• **What the exercise asks**
The word "logic" marks the lines to copy; find all of them in the entries below.

BEGIN Supplied material

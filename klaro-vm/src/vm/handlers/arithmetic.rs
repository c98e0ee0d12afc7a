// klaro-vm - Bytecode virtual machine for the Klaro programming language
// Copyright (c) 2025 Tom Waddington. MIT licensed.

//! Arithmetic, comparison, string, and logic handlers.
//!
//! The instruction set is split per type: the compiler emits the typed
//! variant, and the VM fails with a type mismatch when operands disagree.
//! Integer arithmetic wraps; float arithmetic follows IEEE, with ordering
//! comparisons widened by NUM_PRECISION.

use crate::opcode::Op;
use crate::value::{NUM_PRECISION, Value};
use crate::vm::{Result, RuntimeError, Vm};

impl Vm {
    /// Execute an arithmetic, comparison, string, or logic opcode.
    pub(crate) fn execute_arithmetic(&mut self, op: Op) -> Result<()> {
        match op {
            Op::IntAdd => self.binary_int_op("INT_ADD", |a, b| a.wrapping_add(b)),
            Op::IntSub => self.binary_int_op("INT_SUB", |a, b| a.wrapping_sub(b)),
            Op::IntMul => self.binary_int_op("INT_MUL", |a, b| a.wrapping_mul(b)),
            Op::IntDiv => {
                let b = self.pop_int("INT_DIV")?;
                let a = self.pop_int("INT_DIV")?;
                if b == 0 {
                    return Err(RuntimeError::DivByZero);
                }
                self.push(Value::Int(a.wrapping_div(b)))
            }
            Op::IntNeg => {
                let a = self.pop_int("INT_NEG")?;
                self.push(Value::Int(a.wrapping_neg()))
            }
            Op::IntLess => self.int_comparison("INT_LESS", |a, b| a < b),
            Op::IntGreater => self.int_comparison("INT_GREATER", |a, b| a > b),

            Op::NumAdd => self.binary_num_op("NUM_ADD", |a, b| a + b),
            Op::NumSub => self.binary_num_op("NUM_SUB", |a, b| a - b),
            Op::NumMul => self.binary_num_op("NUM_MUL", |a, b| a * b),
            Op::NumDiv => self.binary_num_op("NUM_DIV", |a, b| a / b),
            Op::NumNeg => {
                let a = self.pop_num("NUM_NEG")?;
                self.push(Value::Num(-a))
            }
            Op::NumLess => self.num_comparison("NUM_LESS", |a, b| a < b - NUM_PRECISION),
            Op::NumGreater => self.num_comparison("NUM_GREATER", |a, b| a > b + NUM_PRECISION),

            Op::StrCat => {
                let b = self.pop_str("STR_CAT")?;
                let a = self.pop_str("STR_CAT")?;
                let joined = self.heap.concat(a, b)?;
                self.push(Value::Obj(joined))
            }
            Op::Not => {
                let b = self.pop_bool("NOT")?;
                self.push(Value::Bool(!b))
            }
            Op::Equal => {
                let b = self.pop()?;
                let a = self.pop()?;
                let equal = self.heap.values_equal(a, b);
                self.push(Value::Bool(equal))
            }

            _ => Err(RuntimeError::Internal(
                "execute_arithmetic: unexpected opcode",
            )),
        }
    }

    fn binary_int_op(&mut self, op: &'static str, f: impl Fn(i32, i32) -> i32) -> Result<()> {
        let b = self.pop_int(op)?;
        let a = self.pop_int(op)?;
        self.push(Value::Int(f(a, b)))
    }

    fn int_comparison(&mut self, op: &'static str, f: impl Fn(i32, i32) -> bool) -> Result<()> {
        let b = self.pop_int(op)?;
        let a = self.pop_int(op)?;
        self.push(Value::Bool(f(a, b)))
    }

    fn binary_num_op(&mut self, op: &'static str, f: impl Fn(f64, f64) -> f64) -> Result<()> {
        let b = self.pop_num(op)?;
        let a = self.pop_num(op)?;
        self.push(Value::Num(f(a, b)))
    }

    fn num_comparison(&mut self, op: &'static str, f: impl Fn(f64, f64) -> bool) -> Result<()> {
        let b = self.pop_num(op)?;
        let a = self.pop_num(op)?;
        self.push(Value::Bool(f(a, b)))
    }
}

END Supplied material

• **Response to the exercise**
//! Arithmetic, comparison, string, and logic handlers.
    /// Execute an arithmetic, comparison, string, or logic opcode.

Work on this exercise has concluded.